__PROBLEM DESCRIPTION__. Would you repeat every line of the data exactly?

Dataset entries
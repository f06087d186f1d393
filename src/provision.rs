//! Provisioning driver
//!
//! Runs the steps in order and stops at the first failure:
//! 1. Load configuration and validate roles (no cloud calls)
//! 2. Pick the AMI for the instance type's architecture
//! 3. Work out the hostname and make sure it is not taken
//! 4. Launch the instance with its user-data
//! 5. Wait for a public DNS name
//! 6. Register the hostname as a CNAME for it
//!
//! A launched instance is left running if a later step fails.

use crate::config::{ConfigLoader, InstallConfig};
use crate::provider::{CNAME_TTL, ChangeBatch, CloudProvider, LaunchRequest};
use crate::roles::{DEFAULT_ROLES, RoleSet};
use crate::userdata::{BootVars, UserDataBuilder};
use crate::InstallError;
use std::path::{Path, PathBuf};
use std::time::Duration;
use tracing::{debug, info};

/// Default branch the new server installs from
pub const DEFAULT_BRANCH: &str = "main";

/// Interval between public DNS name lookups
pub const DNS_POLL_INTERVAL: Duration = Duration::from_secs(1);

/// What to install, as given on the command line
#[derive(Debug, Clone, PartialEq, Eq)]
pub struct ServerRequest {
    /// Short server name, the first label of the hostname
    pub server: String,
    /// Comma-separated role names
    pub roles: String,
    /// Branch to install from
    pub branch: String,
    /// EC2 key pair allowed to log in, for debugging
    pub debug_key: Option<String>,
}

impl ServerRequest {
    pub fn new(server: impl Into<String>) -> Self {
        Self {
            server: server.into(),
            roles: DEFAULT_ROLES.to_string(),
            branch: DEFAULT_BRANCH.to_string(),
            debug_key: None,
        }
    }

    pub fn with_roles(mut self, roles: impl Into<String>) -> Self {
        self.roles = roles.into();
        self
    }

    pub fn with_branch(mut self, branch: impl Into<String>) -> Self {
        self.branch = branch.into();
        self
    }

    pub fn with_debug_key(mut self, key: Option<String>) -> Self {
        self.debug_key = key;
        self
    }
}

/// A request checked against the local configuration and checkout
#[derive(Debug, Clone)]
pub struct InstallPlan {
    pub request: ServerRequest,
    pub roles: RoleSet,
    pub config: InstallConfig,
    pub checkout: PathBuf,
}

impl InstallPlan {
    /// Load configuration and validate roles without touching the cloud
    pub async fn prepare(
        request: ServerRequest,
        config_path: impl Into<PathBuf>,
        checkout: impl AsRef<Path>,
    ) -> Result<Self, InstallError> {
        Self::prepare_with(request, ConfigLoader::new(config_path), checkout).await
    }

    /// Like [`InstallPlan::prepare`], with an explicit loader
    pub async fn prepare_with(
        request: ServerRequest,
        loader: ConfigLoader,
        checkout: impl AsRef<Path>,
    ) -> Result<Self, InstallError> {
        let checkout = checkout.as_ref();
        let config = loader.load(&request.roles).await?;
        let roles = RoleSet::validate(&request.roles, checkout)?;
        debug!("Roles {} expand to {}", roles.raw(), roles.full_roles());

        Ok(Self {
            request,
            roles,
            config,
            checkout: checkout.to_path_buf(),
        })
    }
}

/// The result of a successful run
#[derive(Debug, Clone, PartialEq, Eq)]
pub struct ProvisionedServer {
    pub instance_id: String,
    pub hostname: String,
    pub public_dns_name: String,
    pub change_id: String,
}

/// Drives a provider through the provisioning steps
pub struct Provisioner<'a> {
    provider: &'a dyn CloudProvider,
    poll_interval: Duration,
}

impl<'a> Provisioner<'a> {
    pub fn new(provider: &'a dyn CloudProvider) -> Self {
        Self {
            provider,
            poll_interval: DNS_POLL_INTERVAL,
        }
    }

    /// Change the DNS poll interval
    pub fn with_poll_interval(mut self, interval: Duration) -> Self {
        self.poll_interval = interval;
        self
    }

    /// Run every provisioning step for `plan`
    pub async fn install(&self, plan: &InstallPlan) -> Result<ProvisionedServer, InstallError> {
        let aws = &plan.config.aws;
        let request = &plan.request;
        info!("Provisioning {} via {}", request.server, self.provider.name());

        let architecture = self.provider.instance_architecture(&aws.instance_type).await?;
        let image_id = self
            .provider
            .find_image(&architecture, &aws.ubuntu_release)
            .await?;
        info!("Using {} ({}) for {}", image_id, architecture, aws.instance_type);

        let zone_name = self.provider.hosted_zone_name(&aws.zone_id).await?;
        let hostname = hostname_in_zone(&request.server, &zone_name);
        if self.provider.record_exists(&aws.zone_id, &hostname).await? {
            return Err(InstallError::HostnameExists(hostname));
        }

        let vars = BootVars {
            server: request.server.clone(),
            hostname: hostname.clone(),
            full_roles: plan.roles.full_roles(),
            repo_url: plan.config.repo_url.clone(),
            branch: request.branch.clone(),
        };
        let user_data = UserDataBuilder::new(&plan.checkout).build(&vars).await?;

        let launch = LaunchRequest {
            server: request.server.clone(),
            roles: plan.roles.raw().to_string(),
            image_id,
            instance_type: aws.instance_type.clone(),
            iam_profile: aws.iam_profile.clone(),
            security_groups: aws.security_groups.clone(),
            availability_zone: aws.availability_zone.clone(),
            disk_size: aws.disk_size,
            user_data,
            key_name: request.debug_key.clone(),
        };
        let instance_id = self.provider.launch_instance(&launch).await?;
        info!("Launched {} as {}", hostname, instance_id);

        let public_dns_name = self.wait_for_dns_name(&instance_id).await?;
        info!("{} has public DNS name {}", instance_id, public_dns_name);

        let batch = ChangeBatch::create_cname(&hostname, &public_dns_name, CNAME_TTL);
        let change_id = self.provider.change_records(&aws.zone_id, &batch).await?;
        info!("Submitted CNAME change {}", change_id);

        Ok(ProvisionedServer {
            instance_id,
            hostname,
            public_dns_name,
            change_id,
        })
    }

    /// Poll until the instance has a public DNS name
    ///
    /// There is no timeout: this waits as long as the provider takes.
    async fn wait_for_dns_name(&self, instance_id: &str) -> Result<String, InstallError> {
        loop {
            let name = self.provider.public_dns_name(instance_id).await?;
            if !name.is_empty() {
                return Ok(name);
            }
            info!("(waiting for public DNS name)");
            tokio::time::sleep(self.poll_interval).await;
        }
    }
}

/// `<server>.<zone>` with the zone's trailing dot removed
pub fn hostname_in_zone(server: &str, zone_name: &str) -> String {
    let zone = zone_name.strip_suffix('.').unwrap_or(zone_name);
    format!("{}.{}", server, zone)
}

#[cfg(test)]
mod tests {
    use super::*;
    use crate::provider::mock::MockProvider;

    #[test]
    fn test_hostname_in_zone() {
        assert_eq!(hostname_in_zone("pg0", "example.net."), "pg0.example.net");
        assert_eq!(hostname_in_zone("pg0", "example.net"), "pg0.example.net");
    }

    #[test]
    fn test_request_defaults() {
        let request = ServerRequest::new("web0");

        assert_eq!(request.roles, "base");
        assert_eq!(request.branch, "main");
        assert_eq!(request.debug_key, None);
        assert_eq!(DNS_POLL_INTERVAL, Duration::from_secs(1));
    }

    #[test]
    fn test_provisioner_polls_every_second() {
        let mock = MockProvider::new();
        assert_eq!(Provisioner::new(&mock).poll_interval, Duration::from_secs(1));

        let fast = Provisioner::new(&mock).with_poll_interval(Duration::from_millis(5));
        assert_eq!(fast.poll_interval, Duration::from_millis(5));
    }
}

__RESULT FOR THIS TASK__.
repository f06087d186f1d393
filename src/provision.rs
//! Provisioning driver
//!
//! Runs the steps in order and stops at the first failure:
//! 1. Load configuration and validate roles (no cloud calls)
//! 2. Pick the AMI for the instance type's architecture
//! 3. Work out the hostname and make sure it is not taken
//! 4. Launch the instance with its user-data
//! 5. Wait for a public DNS name
//! 6. Register the hostname as a CNAME for it
//!
//! A launched instance is left running if a later step fails.

use crate::config::{ConfigLoader, InstallConfig};
use crate::provider::{CNAME_TTL, ChangeBatch, CloudProvider, LaunchRequest};
use crate::roles::{DEFAULT_ROLES, RoleSet};
use crate::userdata::{BootVars, UserDataBuilder};
use crate::InstallError;
use std::path::{Path, PathBuf};
use std::time::Duration;
use tracing::{debug, info};

/// Default branch the new server installs from
pub const DEFAULT_BRANCH: &str = "main";

/// Interval between public DNS name lookups
pub const DNS_POLL_INTERVAL: Duration = Duration::from_secs(1);

/// What to install, as given on the command line
#[derive(Debug, Clone, PartialEq, Eq)]
pub struct ServerRequest {
    /// Short server name, the first label of the hostname
    pub server: String,
    /// Comma-separated role names
    pub roles: String,
    /// Branch to install from
    pub branch: String,
    /// EC2 key pair allowed to log in, for debugging
    pub debug_key: Option<String>,
}

impl ServerRequest {
    pub fn new(server: impl Into<String>) -> Self {
        Self {
            server: server.into(),
            roles: DEFAULT_ROLES.to_string(),
            branch: DEFAULT_BRANCH.to_string(),
            debug_key: None,
        }
    }

    pub fn with_roles(mut self, roles: impl Into<String>) -> Self {
        self.roles = roles.into();
        self
    }

    pub fn with_branch(mut self, branch: impl Into<String>) -> Self {
        self.branch = branch.into();
        self
    }

    pub fn with_debug_key(mut self, key: Option<String>) -> Self {
        self.debug_key = key;
        self
    }
}

/// A request checked against the local configuration and checkout
#[derive(Debug, Clone)]
pub struct InstallPlan {
    pub request: ServerRequest,
    pub roles: RoleSet,
    pub config: InstallConfig,
    pub checkout: PathBuf,
}

impl InstallPlan {
    /// Load configuration and validate roles without touching the cloud
    pub async fn prepare(
        request: ServerRequest,
        config_path: impl Into<PathBuf>,
        checkout: impl AsRef<Path>,
    ) -> Result<Self, InstallError> {
        Self::prepare_with(request, ConfigLoader::new(config_path), checkout).await
    }

    /// Like [`InstallPlan::prepare`], with an explicit loader
    pub async fn prepare_with(
        request: ServerRequest,
        loader: ConfigLoader,
        checkout: impl AsRef<Path>,
    ) -> Result<Self, InstallError> {
        let checkout = checkout.as_ref();
        let config = loader.load(&request.roles).await?;
        let roles = RoleSet::validate(&request.roles, checkout)?;
        debug!("Roles {} expand to {}", roles.raw(), roles.full_roles());

        Ok(Self {
            request,
            roles,
            config,
            checkout: checkout.to_path_buf(),
        })
    }
}

/// The result of a successful run
#[derive(Debug, Clone, PartialEq, Eq)]
pub struct ProvisionedServer {
    pub instance_id: String,
    pub hostname: String,
    pub public_dns_name: String,
    pub change_id: String,
}

/// Drives a provider through the provisioning steps
pub struct Provisioner<'a> {
    provider: &'a dyn CloudProvider,
    poll_interval: Duration,
}

impl<'a> Provisioner<'a> {
    pub fn new(provider: &'a dyn CloudProvider) -> Self {
        Self {
            provider,
            poll_interval: DNS_POLL_INTERVAL,
        }
    }

    /// Change the DNS poll interval
    pub fn with_poll_interval(mut self, interval: Duration) -> Self {
        self.poll_interval = interval;
        self
    }

    /// Run every provisioning step for `plan`
    pub async fn install(&self, plan: &InstallPlan) -> Result<ProvisionedServer, InstallError> {
        let aws = &plan.config.aws;
        let request = &plan.request;
        info!("Provisioning {} via {}", request.server, self.provider.name());

        let architecture = self.provider.instance_architecture(&aws.instance_type).await?;
        let image_id = self
            .provider
            .find_image(&architecture, &aws.ubuntu_release)
            .await?;
        info!("Using {} ({}) for {}", image_id, architecture, aws.instance_type);

        let zone_name = self.provider.hosted_zone_name(&aws.zone_id).await?;
        let hostname = hostname_in_zone(&request.server, &zone_name);
        if self.provider.record_exists(&aws.zone_id, &hostname).await? {
            return Err(InstallError::HostnameExists(hostname));
        }

        let vars = BootVars {
            server: request.server.clone(),
            hostname: hostname.clone(),
            full_roles: plan.roles.full_roles(),
            repo_url: plan.config.repo_url.clone(),
            branch: request.branch.clone(),
        };
        let user_data = UserDataBuilder::new(&plan.checkout).build(&vars).await?;

        let launch = LaunchRequest {
            server: request.server.clone(),
            roles: plan.roles.raw().to_string(),
            image_id,
            instance_type: aws.instance_type.clone(),
            iam_profile: aws.iam_profile.clone(),
            security_groups: aws.security_groups.clone(),
            availability_zone: aws.availability_zone.clone(),
            disk_size: aws.disk_size,
            user_data,
            key_name: request.debug_key.clone(),
        };
        let instance_id = self.provider.launch_instance(&launch).await?;
        info!("Launched {} as {}", hostname, instance_id);

        let public_dns_name = self.wait_for_dns_name(&instance_id).await?;
        info!("{} has public DNS name {}", instance_id, public_dns_name);

        let batch = ChangeBatch::create_cname(&hostname, &public_dns_name, CNAME_TTL);
        let change_id = self.provider.change_records(&aws.zone_id, &batch).await?;
        info!("Submitted CNAME change {}", change_id);

        Ok(ProvisionedServer {
            instance_id,
            hostname,
            public_dns_name,
            change_id,
        })
    }

    /// Poll until the instance has a public DNS name
    ///
    /// There is no timeout: this waits as long as the provider takes.
    async fn wait_for_dns_name(&self, instance_id: &str) -> Result<String, InstallError> {
        loop {
            let name = self.provider.public_dns_name(instance_id).await?;
            if !name.is_empty() {
                return Ok(name);
            }
            info!("(waiting for public DNS name)");
            tokio::time::sleep(self.poll_interval).await;
        }
    }
}

/// `<server>.<zone>` with the zone's trailing dot removed
pub fn hostname_in_zone(server: &str, zone_name: &str) -> String {
    let zone = zone_name.strip_suffix('.').unwrap_or(zone_name);
    format!("{}.{}", server, zone)
}

#[cfg(test)]
mod tests {
    use super::*;
    use crate::provider::mock::MockProvider;

    #[test]
    fn test_hostname_in_zone() {
        assert_eq!(hostname_in_zone("pg0", "example.net."), "pg0.example.net");
        assert_eq!(hostname_in_zone("pg0", "example.net"), "pg0.example.net");
    }

    #[test]
    fn test_request_defaults() {
        let request = ServerRequest::new("web0");

        assert_eq!(request.roles, "base");
        assert_eq!(request.branch, "main");
        assert_eq!(request.debug_key, None);
        assert_eq!(DNS_POLL_INTERVAL, Duration::from_secs(1));
    }

    #[test]
    fn test_provisioner_polls_every_second() {
        let mock = MockProvider::new();
        assert_eq!(Provisioner::new(&mock).poll_interval, Duration::from_secs(1));

        let fast = Provisioner::new(&mock).with_poll_interval(Duration::from_millis(5));
        assert_eq!(fast.poll_interval, Duration::from_millis(5));
    }
}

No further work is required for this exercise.